====== Source data ======
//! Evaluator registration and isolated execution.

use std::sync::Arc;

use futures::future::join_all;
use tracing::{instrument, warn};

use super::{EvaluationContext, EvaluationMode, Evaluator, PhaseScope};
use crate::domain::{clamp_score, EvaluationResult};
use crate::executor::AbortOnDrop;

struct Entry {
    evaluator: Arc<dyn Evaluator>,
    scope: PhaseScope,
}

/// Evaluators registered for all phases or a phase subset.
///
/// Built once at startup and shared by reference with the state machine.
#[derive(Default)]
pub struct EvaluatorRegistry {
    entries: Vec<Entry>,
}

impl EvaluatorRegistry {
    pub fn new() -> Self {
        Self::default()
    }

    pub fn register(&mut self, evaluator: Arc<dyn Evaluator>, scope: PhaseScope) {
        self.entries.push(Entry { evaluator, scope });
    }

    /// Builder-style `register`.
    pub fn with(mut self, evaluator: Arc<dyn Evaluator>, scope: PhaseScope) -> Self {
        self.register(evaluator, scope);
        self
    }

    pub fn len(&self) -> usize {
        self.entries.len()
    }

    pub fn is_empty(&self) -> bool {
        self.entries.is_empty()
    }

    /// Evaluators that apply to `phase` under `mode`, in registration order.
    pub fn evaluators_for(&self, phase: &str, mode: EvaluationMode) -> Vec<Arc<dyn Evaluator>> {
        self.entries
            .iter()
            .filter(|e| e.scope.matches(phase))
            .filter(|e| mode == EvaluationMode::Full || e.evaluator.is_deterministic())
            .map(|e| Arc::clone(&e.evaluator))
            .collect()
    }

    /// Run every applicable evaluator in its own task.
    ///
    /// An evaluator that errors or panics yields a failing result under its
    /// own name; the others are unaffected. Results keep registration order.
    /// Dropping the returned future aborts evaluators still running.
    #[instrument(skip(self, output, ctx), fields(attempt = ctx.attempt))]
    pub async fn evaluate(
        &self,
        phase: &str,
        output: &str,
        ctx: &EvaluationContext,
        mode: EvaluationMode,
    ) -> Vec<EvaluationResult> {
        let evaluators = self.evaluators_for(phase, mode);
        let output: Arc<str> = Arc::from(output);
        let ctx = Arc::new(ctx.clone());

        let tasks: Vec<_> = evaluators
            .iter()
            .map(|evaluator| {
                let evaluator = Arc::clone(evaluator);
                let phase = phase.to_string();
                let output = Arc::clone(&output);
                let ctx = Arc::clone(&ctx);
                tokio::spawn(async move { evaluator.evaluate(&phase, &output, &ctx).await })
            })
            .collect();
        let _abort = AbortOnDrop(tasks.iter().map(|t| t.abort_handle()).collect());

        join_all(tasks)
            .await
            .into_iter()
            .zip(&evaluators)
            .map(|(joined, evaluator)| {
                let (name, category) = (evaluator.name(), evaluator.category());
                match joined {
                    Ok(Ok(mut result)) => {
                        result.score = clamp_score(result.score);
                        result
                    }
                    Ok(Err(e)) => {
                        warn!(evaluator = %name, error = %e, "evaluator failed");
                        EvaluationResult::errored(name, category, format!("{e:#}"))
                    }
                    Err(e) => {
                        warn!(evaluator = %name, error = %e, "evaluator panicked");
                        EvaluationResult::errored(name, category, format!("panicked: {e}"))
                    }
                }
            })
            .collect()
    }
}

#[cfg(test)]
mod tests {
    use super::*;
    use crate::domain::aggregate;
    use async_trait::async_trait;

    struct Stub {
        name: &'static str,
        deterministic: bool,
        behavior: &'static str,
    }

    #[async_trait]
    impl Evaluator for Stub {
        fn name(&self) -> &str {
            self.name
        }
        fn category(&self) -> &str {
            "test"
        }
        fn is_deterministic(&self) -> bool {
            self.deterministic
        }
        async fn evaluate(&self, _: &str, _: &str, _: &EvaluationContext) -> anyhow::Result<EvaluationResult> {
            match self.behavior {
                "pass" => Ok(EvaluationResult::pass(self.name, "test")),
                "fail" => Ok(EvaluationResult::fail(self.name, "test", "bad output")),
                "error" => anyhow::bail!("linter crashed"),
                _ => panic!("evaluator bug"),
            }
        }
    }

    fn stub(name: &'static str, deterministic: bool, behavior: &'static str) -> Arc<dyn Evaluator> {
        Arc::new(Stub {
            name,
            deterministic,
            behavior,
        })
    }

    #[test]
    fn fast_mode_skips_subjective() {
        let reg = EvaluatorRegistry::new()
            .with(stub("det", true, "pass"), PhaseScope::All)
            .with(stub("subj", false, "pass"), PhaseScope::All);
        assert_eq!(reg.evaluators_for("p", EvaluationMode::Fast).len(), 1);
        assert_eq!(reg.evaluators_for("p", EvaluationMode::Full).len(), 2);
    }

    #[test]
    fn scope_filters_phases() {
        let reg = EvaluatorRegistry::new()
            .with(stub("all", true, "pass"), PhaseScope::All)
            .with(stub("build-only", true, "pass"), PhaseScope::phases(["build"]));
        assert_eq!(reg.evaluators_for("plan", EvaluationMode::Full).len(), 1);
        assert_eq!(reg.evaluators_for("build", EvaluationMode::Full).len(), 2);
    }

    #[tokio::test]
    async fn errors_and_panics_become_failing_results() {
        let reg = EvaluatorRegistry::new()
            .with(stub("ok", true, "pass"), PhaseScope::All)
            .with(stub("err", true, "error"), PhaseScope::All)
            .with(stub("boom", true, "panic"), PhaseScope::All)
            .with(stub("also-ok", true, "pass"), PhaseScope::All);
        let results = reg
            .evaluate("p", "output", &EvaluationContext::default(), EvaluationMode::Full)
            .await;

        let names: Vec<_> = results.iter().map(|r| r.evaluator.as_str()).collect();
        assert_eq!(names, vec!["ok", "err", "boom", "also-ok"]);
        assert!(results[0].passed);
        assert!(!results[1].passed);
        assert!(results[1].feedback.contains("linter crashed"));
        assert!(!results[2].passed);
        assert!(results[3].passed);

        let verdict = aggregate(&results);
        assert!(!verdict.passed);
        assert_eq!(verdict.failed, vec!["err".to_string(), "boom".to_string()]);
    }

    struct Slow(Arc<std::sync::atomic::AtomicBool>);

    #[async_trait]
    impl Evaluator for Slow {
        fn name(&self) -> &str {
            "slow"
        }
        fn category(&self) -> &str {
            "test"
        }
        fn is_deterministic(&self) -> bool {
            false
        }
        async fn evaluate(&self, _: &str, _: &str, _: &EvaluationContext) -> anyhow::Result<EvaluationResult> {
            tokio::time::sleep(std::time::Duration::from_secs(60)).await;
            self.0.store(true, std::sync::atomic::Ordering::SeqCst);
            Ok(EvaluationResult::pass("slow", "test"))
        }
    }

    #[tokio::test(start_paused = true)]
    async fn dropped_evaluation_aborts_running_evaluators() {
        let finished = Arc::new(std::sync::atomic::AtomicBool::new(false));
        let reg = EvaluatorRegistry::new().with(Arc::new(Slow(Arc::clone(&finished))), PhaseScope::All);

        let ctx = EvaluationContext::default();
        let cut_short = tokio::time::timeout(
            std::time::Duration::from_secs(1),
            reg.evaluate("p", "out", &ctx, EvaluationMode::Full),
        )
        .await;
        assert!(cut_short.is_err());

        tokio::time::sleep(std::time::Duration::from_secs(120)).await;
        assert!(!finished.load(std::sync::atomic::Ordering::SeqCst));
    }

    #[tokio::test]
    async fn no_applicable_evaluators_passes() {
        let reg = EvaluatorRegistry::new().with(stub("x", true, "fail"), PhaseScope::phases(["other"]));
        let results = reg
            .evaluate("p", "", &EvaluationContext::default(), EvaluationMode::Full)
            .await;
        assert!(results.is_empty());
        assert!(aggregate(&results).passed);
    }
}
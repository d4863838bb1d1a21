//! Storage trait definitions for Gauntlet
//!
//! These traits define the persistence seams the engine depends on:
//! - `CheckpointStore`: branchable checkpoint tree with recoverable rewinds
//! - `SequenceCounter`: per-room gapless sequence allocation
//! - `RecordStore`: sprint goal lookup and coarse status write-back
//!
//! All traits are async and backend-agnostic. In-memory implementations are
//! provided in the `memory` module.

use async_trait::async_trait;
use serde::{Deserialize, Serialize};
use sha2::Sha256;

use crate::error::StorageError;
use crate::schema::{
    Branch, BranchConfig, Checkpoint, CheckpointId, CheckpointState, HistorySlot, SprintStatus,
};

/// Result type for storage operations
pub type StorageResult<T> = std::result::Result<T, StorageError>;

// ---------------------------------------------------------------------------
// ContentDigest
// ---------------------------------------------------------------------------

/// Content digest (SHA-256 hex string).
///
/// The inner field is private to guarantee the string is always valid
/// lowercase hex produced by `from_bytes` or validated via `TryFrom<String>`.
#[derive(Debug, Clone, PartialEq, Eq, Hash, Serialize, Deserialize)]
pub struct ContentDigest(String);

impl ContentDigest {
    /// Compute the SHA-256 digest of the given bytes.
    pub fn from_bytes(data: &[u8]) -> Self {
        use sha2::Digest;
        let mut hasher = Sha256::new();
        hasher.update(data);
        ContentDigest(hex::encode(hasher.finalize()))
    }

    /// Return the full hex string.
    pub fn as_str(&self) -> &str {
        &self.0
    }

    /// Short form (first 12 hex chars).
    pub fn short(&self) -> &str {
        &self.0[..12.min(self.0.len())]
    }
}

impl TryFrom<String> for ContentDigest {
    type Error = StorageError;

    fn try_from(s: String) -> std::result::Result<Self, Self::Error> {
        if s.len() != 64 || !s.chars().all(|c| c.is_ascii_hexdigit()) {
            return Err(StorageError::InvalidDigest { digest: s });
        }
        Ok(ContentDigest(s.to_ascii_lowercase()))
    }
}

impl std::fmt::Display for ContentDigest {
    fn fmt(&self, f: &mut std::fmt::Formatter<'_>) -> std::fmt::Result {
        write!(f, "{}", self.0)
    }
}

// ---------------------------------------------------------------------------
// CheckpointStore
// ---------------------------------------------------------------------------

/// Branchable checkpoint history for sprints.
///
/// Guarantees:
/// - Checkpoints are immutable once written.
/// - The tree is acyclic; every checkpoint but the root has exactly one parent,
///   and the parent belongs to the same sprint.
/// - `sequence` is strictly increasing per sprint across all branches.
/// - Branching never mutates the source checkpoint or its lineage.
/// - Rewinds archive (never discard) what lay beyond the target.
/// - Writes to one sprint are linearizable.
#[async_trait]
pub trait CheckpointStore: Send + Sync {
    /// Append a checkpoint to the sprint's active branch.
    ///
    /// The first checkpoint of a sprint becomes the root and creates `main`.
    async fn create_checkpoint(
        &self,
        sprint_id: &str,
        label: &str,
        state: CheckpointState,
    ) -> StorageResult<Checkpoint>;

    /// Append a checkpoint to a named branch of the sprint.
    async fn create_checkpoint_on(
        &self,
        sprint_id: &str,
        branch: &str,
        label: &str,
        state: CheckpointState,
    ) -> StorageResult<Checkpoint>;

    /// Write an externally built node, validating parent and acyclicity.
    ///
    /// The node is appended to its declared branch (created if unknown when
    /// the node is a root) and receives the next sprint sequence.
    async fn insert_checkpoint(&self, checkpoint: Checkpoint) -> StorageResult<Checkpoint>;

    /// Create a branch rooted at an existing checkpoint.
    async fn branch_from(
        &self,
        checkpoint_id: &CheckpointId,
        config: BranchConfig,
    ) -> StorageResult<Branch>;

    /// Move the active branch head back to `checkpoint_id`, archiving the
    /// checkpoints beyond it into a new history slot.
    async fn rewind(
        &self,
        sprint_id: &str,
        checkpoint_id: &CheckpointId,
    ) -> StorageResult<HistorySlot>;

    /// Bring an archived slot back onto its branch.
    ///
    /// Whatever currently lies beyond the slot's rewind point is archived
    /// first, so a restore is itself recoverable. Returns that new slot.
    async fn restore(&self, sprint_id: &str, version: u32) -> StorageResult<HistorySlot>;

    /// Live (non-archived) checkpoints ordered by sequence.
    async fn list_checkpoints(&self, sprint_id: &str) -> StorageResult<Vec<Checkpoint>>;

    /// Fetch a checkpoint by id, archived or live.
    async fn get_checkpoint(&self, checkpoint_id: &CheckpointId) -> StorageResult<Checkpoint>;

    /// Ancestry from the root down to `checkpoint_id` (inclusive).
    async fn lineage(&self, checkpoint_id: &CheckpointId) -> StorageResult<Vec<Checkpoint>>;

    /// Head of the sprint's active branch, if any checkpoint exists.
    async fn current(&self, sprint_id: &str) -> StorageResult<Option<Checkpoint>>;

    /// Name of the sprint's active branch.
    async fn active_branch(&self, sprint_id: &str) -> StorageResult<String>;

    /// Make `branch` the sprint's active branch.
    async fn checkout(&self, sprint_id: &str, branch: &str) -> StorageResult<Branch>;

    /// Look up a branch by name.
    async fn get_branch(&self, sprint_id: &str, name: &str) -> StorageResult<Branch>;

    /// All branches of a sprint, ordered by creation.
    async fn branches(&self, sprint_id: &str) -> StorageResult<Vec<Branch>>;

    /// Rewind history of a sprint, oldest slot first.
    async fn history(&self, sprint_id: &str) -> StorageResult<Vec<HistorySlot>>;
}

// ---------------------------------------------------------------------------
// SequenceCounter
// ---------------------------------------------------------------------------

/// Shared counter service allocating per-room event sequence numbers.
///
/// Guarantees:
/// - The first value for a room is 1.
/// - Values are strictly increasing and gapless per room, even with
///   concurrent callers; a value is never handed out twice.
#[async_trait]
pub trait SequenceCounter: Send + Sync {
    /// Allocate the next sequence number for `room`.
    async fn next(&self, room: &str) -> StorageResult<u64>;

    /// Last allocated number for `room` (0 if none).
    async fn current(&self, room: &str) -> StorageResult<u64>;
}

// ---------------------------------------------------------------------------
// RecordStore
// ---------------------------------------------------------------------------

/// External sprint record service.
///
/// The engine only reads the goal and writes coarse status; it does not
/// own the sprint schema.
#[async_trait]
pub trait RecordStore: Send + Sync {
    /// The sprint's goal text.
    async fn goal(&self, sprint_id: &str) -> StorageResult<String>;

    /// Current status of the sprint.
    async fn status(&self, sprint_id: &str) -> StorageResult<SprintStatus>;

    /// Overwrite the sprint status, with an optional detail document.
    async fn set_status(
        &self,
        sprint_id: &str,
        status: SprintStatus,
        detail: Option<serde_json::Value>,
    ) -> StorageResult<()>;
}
======
## Your task
From the records, copy out each line that includes the string "service".

## Task result
/// Shared counter service allocating per-room event sequence numbers.
/// External sprint record service.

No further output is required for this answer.